The "super goats" aren't too phased by things.  Seen here rocking out in their favourite spot; the gravestones next to the town oval.  It is grandstand seating to watch the market day traffic.  They are responsible for a new breed of half caste goat in the village, as the super billy goes around knocking-up the petite native nannies.  Run for your lives girls. 

Monday, December 6, 2010

heir to the throne

Greg is the manager and part owner of the resort, and he married a lovely girl from the mainland, whom he wooed over a season of ferry rides.  Anita was the hostess in the VIP section, and a splendid sight in her smart uniform checking tickets and handing out unidentified food objects.

Their little fella RJ Rogers (Rock to his fans) is seriously adorable.  He loves his pool time, is discovering his facial muscles and has the entire hotel staff and expat community wrapped around his tiny fingers.  He has a sweet life lined up as the first wave of "blended" kids in the village, with one foot in the west and one firmly running bare under the coconuts. 

How's the look on his face here?  This photo is scarily like a family portrait  I repeat, this is not my child. 

Sunday, December 5, 2010

the tom & gerry show

Shoulder to head high.  Clean. Classic. Crowd of two.  It's the Tom and Gerry show. Tom's riding the toothpick with go-fast red boardies.

What session would be complete without a stray surf dog?  Complete with a collar made from an old leg rope.

a tough life

It is a tough trees that can cling onto life in the harsh conditions of the fore-dune.  Pandanas and scrubby numbers with waxy leaves are the kings of this ecosystem. Growing crooked like a stooped old lady buffeted by the prevailing wind.

Saturday, December 4, 2010

it beginning to look nothing like christmas

Public art?  Christmas decorations?  Ingenious use for a tarp?  All of the above?  There is nothing vaguely Christmassy in the village.  The church has tinsel hanging in it all year, and the shop has a Merry Christmas banner over the door from one December to the next.  Nobody has a tree or decorations in their house, and there are no hampers or baubles for sale in the shop.  I'm trying to get in the mood by singing carols while reading other blogs where people are frantically making festive wreaths and bon-bons.  Deck the halls with fronds of coconut, fa, la, la, la, la

opa the net maker

Opa (Grandad) Hanus is our villages most skilled net maker and fixer. He strings the nets between coconut palms and works for hours with intent focus.  He is 77 years old and still has acute eye sight and a spring in his step.  He is however missing most of his teeth due to a life of chewing betel nut, so is rather hard to understand. I once asked him what he thinks about while he is weaving.  He replied, "nothing."  I can just about believe it.

Friday, December 3, 2010


You may have just choked on your morning cuppa when you logged on to see what antics we have been up to and the blog looks different.  I thought after two years and over 200 posts it was time for a makeover, plus the template I was using has been superseeded and is no longer available.  There is likely to be a couple of costume changes before I decide on an outfit for the next leg of the journey.  I am a woman afterall.  

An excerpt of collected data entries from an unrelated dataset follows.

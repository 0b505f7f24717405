//! Hardware abstraction for the actuator unit: motor, relay, encoder, range
//! sensor and camera traits, the arm position controller, the wheeled base,
//! the line-protocol command interpreter and a full in-process simulation.

pub mod actuator;
pub mod camera;
pub mod drive;
pub mod encoder;
pub mod position;
pub mod range;
pub mod relay;
pub mod sim;
pub mod unit;

pub use actuator::{Actuator, Direction};
pub use camera::{Camera, CameraFrame, ImageDirCamera};
pub use drive::{BaseMotion, DifferentialDrive};
pub use encoder::Encoder;
pub use position::{AxisConfig, AxisState, MoveOutcome, PositionController};
pub use range::{ProximityArray, RangeSensor};
pub use relay::{Relay, pulse};
pub use unit::{ActuatorUnit, UnitConfig};
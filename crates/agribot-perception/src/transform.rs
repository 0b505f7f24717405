//! Transform Engine.
//!
//! Converts image-space measurements into physical lengths and actuation
//! times, and back.  Every function is pure: the free functions take their
//! constants explicitly, and [`TransformEngine`] is a thin wrapper that feeds
//! them from a shared [`CalibrationProfile`].
//!
//! Forward chain:
//!
//! ```text
//! pixels --offset_to_world--> cm --compensate_offset--> cm --length_to_duration--> s
//! ```
//!
//! and the inverses [`TransformEngine::world_to_offset`],
//! [`decompensate_offset`] and [`duration_to_length`] undo each step.
//!
//! # Example
//!
//! ```rust
//! use std::sync::Arc;
//! use agribot_perception::transform::TransformEngine;
//! use agribot_types::CalibrationProfile;
//!
//! let tf = TransformEngine::new(Arc::new(CalibrationProfile::default()));
//!
//! // 80 px right of centre at 0.05 cm/px.
//! let cm = tf.offset_to_world(80.0, 350.0);
//! assert!((cm - 4.0).abs() < 1e-5);
//!
//! let plan = tf.plan_extension(400.0, 350.0);
//! assert!((plan.extension_cm - 6.5).abs() < 1e-4);
//! ```

use std::sync::Arc;

use agribot_types::{CalibrationProfile, CompensationMode, MotionCommand, Zone, ZoneMode};

// ────────────────────────────────────────────────────────────────────────────
// Pure conversions
// ────────────────────────────────────────────────────────────────────────────

/// Subtract the fixed sensor-to-actuator offset from a measured length,
/// clamped to zero.  `world_cm` is treated as a magnitude.
pub fn compensate_offset(world_cm: f32, offset_cm: f32) -> f32 {
    (world_cm.abs() - offset_cm).max(0.0)
}

/// Inverse of [`compensate_offset`] for lengths that were not clamped.
pub fn decompensate_offset(treatment_cm: f32, offset_cm: f32) -> f32 {
    treatment_cm.max(0.0) + offset_cm
}

/// Time to cover `length_cm` at `speed_cm_s`, clamped to `[0, max_s]`.
pub fn length_to_duration(length_cm: f32, speed_cm_s: f32, max_s: f32) -> f32 {
    if speed_cm_s <= 0.0 {
        return 0.0;
    }
    (length_cm.max(0.0) / speed_cm_s).min(max_s)
}

/// Inverse of [`length_to_duration`] for durations that were not clamped.
pub fn duration_to_length(seconds: f32, speed_cm_s: f32) -> f32 {
    seconds.max(0.0) * speed_cm_s
}

// ────────────────────────────────────────────────────────────────────────────
// Plans
// ────────────────────────────────────────────────────────────────────────────

/// Base correction that brings a target's horizontal offset to zero.
#[derive(Debug, Clone, PartialEq)]
pub struct AlignmentPlan {
    pub offset_px: f32,
    /// Signed travel, positive forward.
    pub travel_cm: f32,
    pub travel_s: f32,
    /// `true` when the target is already inside the alignment tolerance.
    pub aligned: bool,
}

impl AlignmentPlan {
    /// Drive command for this correction, `None` when already aligned.
    pub fn command(&self) -> Option<MotionCommand> {
        if self.aligned || self.travel_s <= 0.0 {
            return None;
        }
        let seconds = Some(self.travel_s);
        Some(if self.travel_cm >= 0.0 {
            MotionCommand::MoveForward { seconds }
        } else {
            MotionCommand::MoveBackward { seconds }
        })
    }
}

/// Arm extension and compensating travel for an aligned target.
#[derive(Debug, Clone, PartialEq)]
pub struct ExtensionPlan {
    /// Pixels between the sensing edge (bottom row) and the target centre.
    pub edge_px: f32,
    /// `edge_px` in centimetres.
    pub world_cm: f32,
    /// Length the arm must extend.
    pub extension_cm: f32,
    /// Time-based extension duration, clamped to `max_extend_s`.
    pub extension_s: f32,
    /// Forward base travel that absorbs the sensor offset (zero in reach mode).
    pub travel_cm: f32,
    pub travel_s: f32,
    /// `false` when `extension_cm` exceeds the arm's travel limit.
    pub reachable: bool,
}

// ────────────────────────────────────────────────────────────────────────────
// TransformEngine
// ────────────────────────────────────────────────────────────────────────────

/// Calibration-bound view over the pure conversions.
#[derive(Debug, Clone)]
pub struct TransformEngine {
    profile: Arc<CalibrationProfile>,
}

impl TransformEngine {
    pub fn new(profile: Arc<CalibrationProfile>) -> Self {
        Self { profile }
    }

    pub fn profile(&self) -> &CalibrationProfile {
        &self.profile
    }

    /// Image band of `row_px` (top third far, bottom third near).
    pub fn zone_for_row(&self, row_px: f32) -> Zone {
        let h = self.profile.image_height as f32;
        if row_px < h / 3.0 {
            Zone::Far
        } else if row_px >= 2.0 * h / 3.0 {
            Zone::Near
        } else {
            Zone::Center
        }
    }

    /// Centimetres per pixel at image row `row_px`.
    pub fn ratio_at(&self, row_px: f32) -> f32 {
        let ratios = &self.profile.pixel_ratios;
        match self.profile.zone_mode {
            ZoneMode::Single => ratios.center,
            ZoneMode::Discrete => ratios.get(self.zone_for_row(row_px)),
            ZoneMode::Interpolated => {
                let h = self.profile.image_height as f32;
                let t = (row_px / h).clamp(0.0, 1.0);
                if t <= 0.5 {
                    ratios.far + (ratios.center - ratios.far) * (t / 0.5)
                } else {
                    ratios.center + (ratios.near - ratios.center) * ((t - 0.5) / 0.5)
                }
            }
        }
    }

    /// Signed pixel offset to a signed length, using the ratio of the zone
    /// that `row_px` falls in.
    pub fn offset_to_world(&self, pixel_offset: f32, row_px: f32) -> f32 {
        pixel_offset * self.ratio_at(row_px)
    }

    /// Inverse of [`offset_to_world`][Self::offset_to_world].
    pub fn world_to_offset(&self, world_cm: f32, row_px: f32) -> f32 {
        let ratio = self.ratio_at(row_px);
        if ratio == 0.0 {
            return 0.0;
        }
        world_cm / ratio
    }

    pub fn compensate(&self, world_cm: f32) -> f32 {
        compensate_offset(world_cm, self.profile.sensor_offset_cm)
    }

    pub fn arm_duration(&self, length_cm: f32) -> f32 {
        length_to_duration(length_cm, self.profile.arm_speed_cm_s, self.profile.max_extend_s)
    }

    pub fn travel_duration(&self, length_cm: f32) -> f32 {
        length_to_duration(
            length_cm.abs(),
            self.profile.wheel_speed_cm_s,
            self.profile.max_travel_s,
        )
    }

    /// Base travel needed to bring a target at `(x_px, y_px)` onto the arm
    /// axis.
    pub fn plan_alignment(&self, x_px: f32, y_px: f32) -> AlignmentPlan {
        let offset_px = x_px - self.profile.center_x();
        let travel_cm = self.offset_to_world(offset_px, y_px);
        AlignmentPlan {
            offset_px,
            travel_cm,
            travel_s: self.travel_duration(travel_cm),
            aligned: offset_px.abs() <= self.profile.alignment_tolerance_px,
        }
    }

    /// Arm extension for a target at `(x_px, y_px)` measured from the
    /// sensing edge at the bottom of the image.
    pub fn plan_extension(&self, _x_px: f32, y_px: f32) -> ExtensionPlan {
        let edge_px = (self.profile.image_height as f32 - y_px).max(0.0);
        let world_cm = self.offset_to_world(edge_px, y_px);
        let (extension_cm, travel_cm) = match self.profile.compensation {
            CompensationMode::Travel => (world_cm, self.profile.sensor_offset_cm),
            CompensationMode::Reach => (self.compensate(world_cm), 0.0),
        };
        ExtensionPlan {
            edge_px,
            world_cm,
            extension_cm,
            extension_s: self.arm_duration(extension_cm),
            travel_cm,
            travel_s: self.travel_duration(travel_cm),
            reachable: extension_cm <= self.profile.arm_travel_limit_cm,
        }
    }
}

Expect bigger pictures, maybe a new mast head image and the usual banter about a living off bananas and the direction of the wind in the backblocks of Indonesia

Thanks again for reading. 

Thursday, December 2, 2010

more expense

We've only had a motorbike for five days, and already it has cost us a new fuel filter, oil change and two tanks of petrol, because the first one leaked out.  The trusty old pushbike has only demanded one new pedal and the odd bit of free air in the tire.  Still, cheap bike rent for a week, and provides us with wind in our hair.  My push bike riding is never that swift.

Bought two litres of oil from the shop for $2 then paid $1.20 for the oil change at the newly opened motorbike garage. They love getting greasy and grovelling around on the ground.

Oscar fueled us up with his dipper.  He works almost 100 hours per week for A$20. Less than $3 per day.  Our tank of fuel was over two days wage.